Provides visualization methods for comparing original vs aggregated data and understanding the clustering structure.
Functions¶
compare ¶
compare(kind: str = 'timeseries', variables: str | list[str] | None = None, *, select: SelectType | None = None, colors: ColorType | None = None, show: bool | None = None, data_only: bool = False, **plotly_kwargs: Any) -> PlotResult
Compare original vs aggregated data.
Parameters:
| Name | Type | Description | Default |
|---|---|---|---|
kind | str | Type of comparison plot. - 'timeseries': Time series comparison (default) - 'duration_curve': Sorted duration curve comparison | 'timeseries' |
variables | str | list[str] | None | Variable(s) to plot. Can be a string, list of strings, or None to plot all time-varying variables. | None |
select | SelectType | None | xarray-style selection dict, e.g. {'scenario': 'Base Case'}. | None |
colors | ColorType | None | Color specification (colorscale name, color list, or label-to-color dict). | None |
show | bool | None | Whether to display the figure. Defaults to CONFIG.Plotting.default_show. | None |
data_only | bool | If True, skip figure creation and return only data. | False |
**plotly_kwargs | Any | Additional arguments passed to plotly (e.g., color, line_dash, facet_col, facet_row). Defaults: x='time'/'duration', color='variable', line_dash='representation', symbol=None. | {} |
Returns:
| Type | Description |
|---|---|
PlotResult | PlotResult containing the comparison figure and underlying data. |
heatmap ¶
heatmap(*, select: SelectType | None = None, colors: str | list[str] | None = None, show: bool | None = None, data_only: bool = False, **plotly_kwargs: Any) -> PlotResult
Plot cluster assignments over time as a heatmap timeline.

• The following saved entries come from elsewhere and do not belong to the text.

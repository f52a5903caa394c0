//! Kalman filtering on matrix Lie groups with odometry self-calibration.
//!
//! The state lives on a manifold, a pose composed with Euclidean calibration
//! factors, and four interchangeable filters (EKF, square-root EKF, invariant
//! EKF, unscented Kalman filter on manifolds) estimate it from wheel odometry,
//! landmark observations, and GPS fixes.

pub mod error;
pub mod filters;
pub mod linalg;
pub mod logger;
pub mod manifold;
pub mod models;
pub mod sim;

pub use error::{KalmanError, KalmanResult};
pub use logger::{init_logger, init_logger_with_level};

Shows which cluster each timestep belongs to as a horizontal color bar. The x-axis is time, color indicates cluster assignment. This visualization aligns with time series data, making it easy to correlate cluster assignments with other plots.

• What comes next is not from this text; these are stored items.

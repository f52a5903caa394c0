//! SO(2): rotations in the plane.
//!
//! Elements are stored as an angle normalized to (−π, π]. The tangent space is
//! one-dimensional, so every Jacobian of a purely rotational operation is the
//! 1×1 identity.

use crate::manifold::{LieGroup, Tangent};
use nalgebra::{DMatrix, DVector, Matrix2, Vector2};
use std::fmt;

/// Wrap an angle into (−π, π].
pub fn normalize_angle(angle: f64) -> f64 {
    let two_pi = 2.0 * std::f64::consts::PI;
    let mut a = angle % two_pi;
    if a > std::f64::consts::PI {
        a -= two_pi;
    } else if a <= -std::f64::consts::PI {
        a += two_pi;
    }
    a
}

/// SO(2) group element.
#[derive(Clone, Debug, PartialEq)]
pub struct SO2 {
    angle: f64,
}

impl fmt::Display for SO2 {
    fn fmt(&self, f: &mut fmt::Formatter<'_>) -> fmt::Result {
        write!(f, "SO2({:.4})", self.angle)
    }
}

impl SO2 {
    /// Degrees of freedom.
    pub const DOF: usize = 1;

    /// Create a rotation from an angle in radians.
    pub fn from_angle(angle: f64) -> Self {
        SO2 {
            angle: normalize_angle(angle),
        }
    }

    /// The rotation angle in (−π, π].
    pub fn angle(&self) -> f64 {
        self.angle
    }

    /// The 2×2 rotation matrix.
    pub fn rotation_matrix(&self) -> Matrix2<f64> {
        let (s, c) = self.angle.sin_cos();
        Matrix2::new(c, -s, s, c)
    }

    /// Rotate a 2-D point.
    pub fn act(&self, point: &Vector2<f64>) -> Vector2<f64> {
        self.rotation_matrix() * point
    }
}

impl LieGroup for SO2 {
    type Tangent = SO2Tangent;

    const DOF: usize = 1;

    fn identity() -> Self {
        SO2 { angle: 0.0 }
    }

    fn inverse(&self, jacobian: Option<&mut DMatrix<f64>>) -> Self {
        if let Some(jac) = jacobian {
            *jac = DMatrix::from_element(1, 1, -1.0);
        }
        SO2::from_angle(-self.angle)
    }

    fn compose(
        &self,
        other: &Self,
        jacobian_self: Option<&mut DMatrix<f64>>,
        jacobian_other: Option<&mut DMatrix<f64>>,
    ) -> Self {
        if let Some(jac) = jacobian_self {
            *jac = DMatrix::identity(1, 1);
        }
        if let Some(jac) = jacobian_other {
            *jac = DMatrix::identity(1, 1);
        }
        SO2::from_angle(self.angle + other.angle)
    }

    fn log(&self, jacobian: Option<&mut DMatrix<f64>>) -> Self::Tangent {
        if let Some(jac) = jacobian {
            *jac = DMatrix::identity(1, 1);
        }
        SO2Tangent::new(self.angle)
    }

    fn adjoint(&self) -> DMatrix<f64> {
        DMatrix::identity(1, 1)
    }

    fn random() -> Self {
        SO2::from_angle((rand::random::<f64>() - 0.5) * 2.0 * std::f64::consts::PI)
    }
}

/// SO(2) tangent space element, a single angle rate.
#[derive(Clone, Debug, PartialEq)]
pub struct SO2Tangent {
    angle: f64,
}

impl SO2Tangent {
    /// Create a tangent vector from an angle.
    pub fn new(angle: f64) -> Self {
        SO2Tangent { angle }
    }

    /// The angle component.
    pub fn angle(&self) -> f64 {
        self.angle
    }
}

impl Tangent for SO2Tangent {
    type Group = SO2;

    fn exp(&self, jacobian: Option<&mut DMatrix<f64>>) -> SO2 {
        if let Some(jac) = jacobian {
            *jac = DMatrix::identity(1, 1);
        }
        SO2::from_angle(self.angle)
    }

    fn right_jacobian(&self) -> DMatrix<f64> {
        DMatrix::identity(1, 1)
    }

    fn right_jacobian_inv(&self) -> DMatrix<f64> {
        DMatrix::identity(1, 1)
    }

    fn coeffs(&self) -> DVector<f64> {
        DVector::from_element(1, self.angle)
    }

    fn from_coeffs(coeffs: &DVector<f64>) -> Self {
        assert_eq!(coeffs.len(), 1, "SO2Tangent expects a 1-dimensional vector");
        SO2Tangent::new(coeffs[0])
    }

    fn zero() -> Self {
        SO2Tangent::new(0.0)
    }
}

For multi-period/scenario data, uses faceting and/or animation.
Parameters:
| Name | Type | Description | Default |
|---|---|---|---|
select | SelectType | None | xarray-style selection dict, e.g. {'scenario': 'Base Case'}. | None |
colors | str | list[str] | None | Colorscale name (str) or list of colors for heatmap coloring. Dicts are not supported for heatmaps. Defaults to plotly template's sequential colorscale. | None |
show | bool | None | Whether to display the figure. Defaults to CONFIG.Plotting.default_show. | None |
data_only | bool | If True, skip figure creation and return only data. | False |
**plotly_kwargs | Any | Additional arguments passed to plotly (e.g., facet_col, animation_frame). | {} |
Returns:
| Type | Description |
|---|---|
PlotResult | PlotResult containing the heatmap figure and cluster assignment data. |
PlotResult | The data has 'cluster' variable with time dimension, matching original timesteps. |
clusters ¶
clusters(variables: str | list[str] | None = None, *, select: SelectType | None = None, colors: ColorType | None = None, show: bool | None = None, data_only: bool = False, **plotly_kwargs: Any) -> PlotResult
Plot each cluster's typical period profile.

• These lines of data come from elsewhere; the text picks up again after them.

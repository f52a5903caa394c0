//! Invariant extended Kalman filter.
//!
//! Carries the estimation error in the right-invariant frame: the error `e`
//! is defined through `X = Exp(e) ∘ X̂`, related to the usual local (right)
//! perturbation `δ` by `e = Ad(X̂)·δ`. Linearizing the motion model in this
//! frame conjugates the local Jacobians by adjoints,
//!
//! ```text
//!   F_e = Ad(X̂⁺) · F · Ad(X̂)⁻¹        W_e = Ad(X̂⁺) · W
//!   H_e = H · Ad(X̂)⁻¹
//! ```
//!
//! For the differential-drive model the pose block of `F_e` collapses to the
//! identity: the pose error dynamics become log-linear and independent of the
//! estimate, which is the property that gives the IEKF its consistency
//! advantage over the EKF when the estimate is far from the truth.
//!
//! The correction is applied on the left, `X̂⁺ = Exp(K·z) ∘ X̂`, matching the
//! frame the gain is computed in.

use crate::filters::{check_control, check_measurement, FilterError, FilterResult, KalmanFilter};
use crate::linalg::{self, LinAlgError};
use crate::manifold::{LieGroup, Tangent};
use crate::models::{MeasurementModel, SystemModel};
use nalgebra::{DMatrix, DVector};

/// Right-invariant EKF; the covariance carrier lives in the invariant frame.
#[derive(Clone, Debug)]
pub struct Iekf<S: LieGroup> {
    state: S,
    /// Covariance of the invariant error `e`, with `X = Exp(e) ∘ X̂`.
    covariance: DMatrix<f64>,
}

impl<S: LieGroup> Iekf<S> {
    /// Create the filter from an initial state and a symmetric PSD initial
    /// covariance expressed, like the other filters, in the tangent space at
    /// the mean; it is moved to the invariant frame internally.
    pub fn new(state: S, covariance: DMatrix<f64>) -> FilterResult<Self> {
        linalg::check_covariance(&covariance, S::DOF)
            .map_err(FilterError::InvalidInitialCovariance)?;
        let adj = state.adjoint();
        let mut invariant = &adj * covariance * adj.transpose();
        linalg::symmetrize(&mut invariant);
        Ok(Iekf {
            state,
            covariance: invariant,
        })
    }

    /// The covariance of the invariant (left) error, without re-expression.
    pub fn invariant_covariance(&self) -> &DMatrix<f64> {
        &self.covariance
    }
}

impl<S: LieGroup> KalmanFilter<S> for Iekf<S> {
    fn propagate<M: SystemModel<State = S>>(
        &mut self,
        model: &M,
        control: &DVector<f64>,
        dt: f64,
    ) -> FilterResult<()> {
        check_control(model, control)?;
        let mut jac_state = DMatrix::zeros(S::DOF, S::DOF);
        let mut jac_noise = DMatrix::zeros(S::DOF, model.control_dim());
        let adj_prev_inv = self.state.inverse(None).adjoint();
        self.state = model.step(
            &self.state,
            control,
            Some(&mut jac_state),
            Some(&mut jac_noise),
        );
        let adj_next = self.state.adjoint();

        let jac_invariant = &adj_next * jac_state * adj_prev_inv;
        let jac_noise_invariant = &adj_next * jac_noise;
        let noise_discrete = model.noise_covariance() * dt;
        self.covariance = &jac_invariant * &self.covariance * jac_invariant.transpose()
            + &jac_noise_invariant * noise_discrete * jac_noise_invariant.transpose();
        linalg::symmetrize(&mut self.covariance);
        Ok(())
    }

    fn update<M: MeasurementModel<State = S>>(
        &mut self,
        model: &M,
        measurement: &DVector<f64>,
    ) -> FilterResult<()> {
        check_measurement(model, measurement)?;
        let mut jac = DMatrix::zeros(model.dim(), S::DOF);
        let predicted = model.observe(&self.state, Some(&mut jac));
        let jac_invariant = jac * self.state.inverse(None).adjoint();

        let innovation_cov =
            &jac_invariant * &self.covariance * jac_invariant.transpose()
                + model.noise_covariance();
        let gain = linalg::solve_spd(&innovation_cov, &(&jac_invariant * &self.covariance))
            .map_err(|err| match err {
                LinAlgError::Singular => FilterError::SingularInnovation,
                other => FilterError::LinAlg(other),
            })?
            .transpose();

        let innovation = measurement - predicted;
        let correction = S::Tangent::from_coeffs(&(&gain * innovation));
        self.state = self.state.left_plus(&correction);

        let identity = DMatrix::identity(S::DOF, S::DOF);
        let ikh = identity - &gain * &jac_invariant;
        self.covariance = &ikh * &self.covariance * ikh.transpose()
            + &gain * model.noise_covariance() * gain.transpose();
        linalg::symmetrize(&mut self.covariance);
        Ok(())
    }

    fn state(&self) -> &S {
        &self.state
    }

    fn covariance(&self) -> DMatrix<f64> {
        // Re-express in the tangent space at the mean: δ = Ad(X̂)⁻¹·e.
        let adj_inv = self.state.inverse(None).adjoint();
        let mut local = &adj_inv * &self.covariance * adj_inv.transpose();
        linalg::symmetrize(&mut local);
        local
    }
}

#[cfg(test)]
mod tests {
    use super::*;
    use crate::manifold::{Rn, SE2};
    use crate::models::{
        BundleAdapter, DiffDriveModel, DiffDriveState, GpsModel, WheelKinematics,
    };

    fn initial_covariance() -> DMatrix<f64> {
        DMatrix::from_diagonal(&DVector::from_column_slice(&[
            0.1, 0.1, 0.17, 1e-5, 1e-5, 1e-5,
        ]))
    }

    fn away_from_identity() -> DiffDriveState {
        DiffDriveState::new(
            SE2::from_xy_angle(2.0, -1.0, 1.2),
            Rn::from_slice(&[1.0, 1.0, 1.0]),
        )
    }

    #[test]
    fn test_covariance_frame_round_trip() {
        // covariance() must undo the internal change of frame exactly.
        let iekf = Iekf::new(away_from_identity(), initial_covariance()).unwrap();
        assert!((iekf.covariance() - initial_covariance()).norm() < 1e-12);
    }

    #[test]
    fn test_pose_error_dynamics_are_log_linear() {
        // With an exactly known calibration and no control noise, the
        // invariant-frame pose covariance block must not change under
        // propagation, whatever the trajectory.
        let model = DiffDriveModel::with_wheel_variance(WheelKinematics::new(0.15, 0.15, 0.4), 0.0);
        let mut cov = DMatrix::zeros(6, 6);
        cov.view_mut((0, 0), (3, 3))
            .copy_from(&DMatrix::from_diagonal(&DVector::from_column_slice(&[
                0.1, 0.2, 0.05,
            ])));
        let mut iekf = Iekf::new(away_from_identity(), cov).unwrap();
        let before = iekf.invariant_covariance().clone();
        for step in 0..100 {
            // Strongly turning trajectory to exercise the state dependence.
            let u = DVector::from_column_slice(&[0.004, 0.004 + 0.002 * (step as f64).sin()]);
            iekf.propagate(&model, &u, 0.01).unwrap();
        }
        let after = iekf.invariant_covariance();
        assert!(
            (after.view((0, 0), (3, 3)) - before.view((0, 0), (3, 3))).norm() < 1e-10,
            "invariant pose block drifted"
        );
    }

    #[test]
    fn test_propagate_keeps_covariance_psd() {
        let model = DiffDriveModel::with_wheel_variance(WheelKinematics::new(0.15, 0.15, 0.4), 9e-5);
        let mut iekf = Iekf::new(away_from_identity(), initial_covariance()).unwrap();
        let u = DVector::from_column_slice(&[0.005, 0.0035]);
        for _ in 0..50 {
            iekf.propagate(&model, &u, 0.01).unwrap();
            assert!(linalg::min_eigenvalue(&iekf.covariance()) > -1e-9);
        }
    }

    #[test]
    fn test_update_shrinks_position_uncertainty() {
        let gps = BundleAdapter::<_, Rn<3>>::new(GpsModel::new(DMatrix::from_diagonal(
            &DVector::from_element(2, 6e-3),
        )));
        let mut iekf = Iekf::new(away_from_identity(), initial_covariance()).unwrap();
        let before = iekf.covariance()[(0, 0)];
        let y = DVector::from_column_slice(&[2.0, -1.0]);
        iekf.update(&gps, &y).unwrap();
        assert!(iekf.covariance()[(0, 0)] < before);
    }
}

Shows each cluster as a separate faceted subplot with all variables colored differently. Useful for understanding what each cluster represents.
Parameters:
| Name | Type | Description | Default |
|---|---|---|---|
variables | str | list[str] | None | Variable(s) to plot. Can be a string, list of strings, or None to plot all time-varying variables. | None |
select | SelectType | None | xarray-style selection dict, e.g. {'scenario': 'Base Case'}. | None |
colors | ColorType | None | Color specification (colorscale name, color list, or label-to-color dict). | None |
show | bool | None | Whether to display the figure. Defaults to CONFIG.Plotting.default_show. | None |
data_only | bool | If True, skip figure creation and return only data. | False |
**plotly_kwargs | Any | Additional arguments passed to plotly (e.g., color, facet_col, facet_col_wrap). Defaults: x='time', color='variable', symbol=None. | {} |
Returns:
| Type | Description |
|---|---|
PlotResult | PlotResult containing the figure and underlying data. |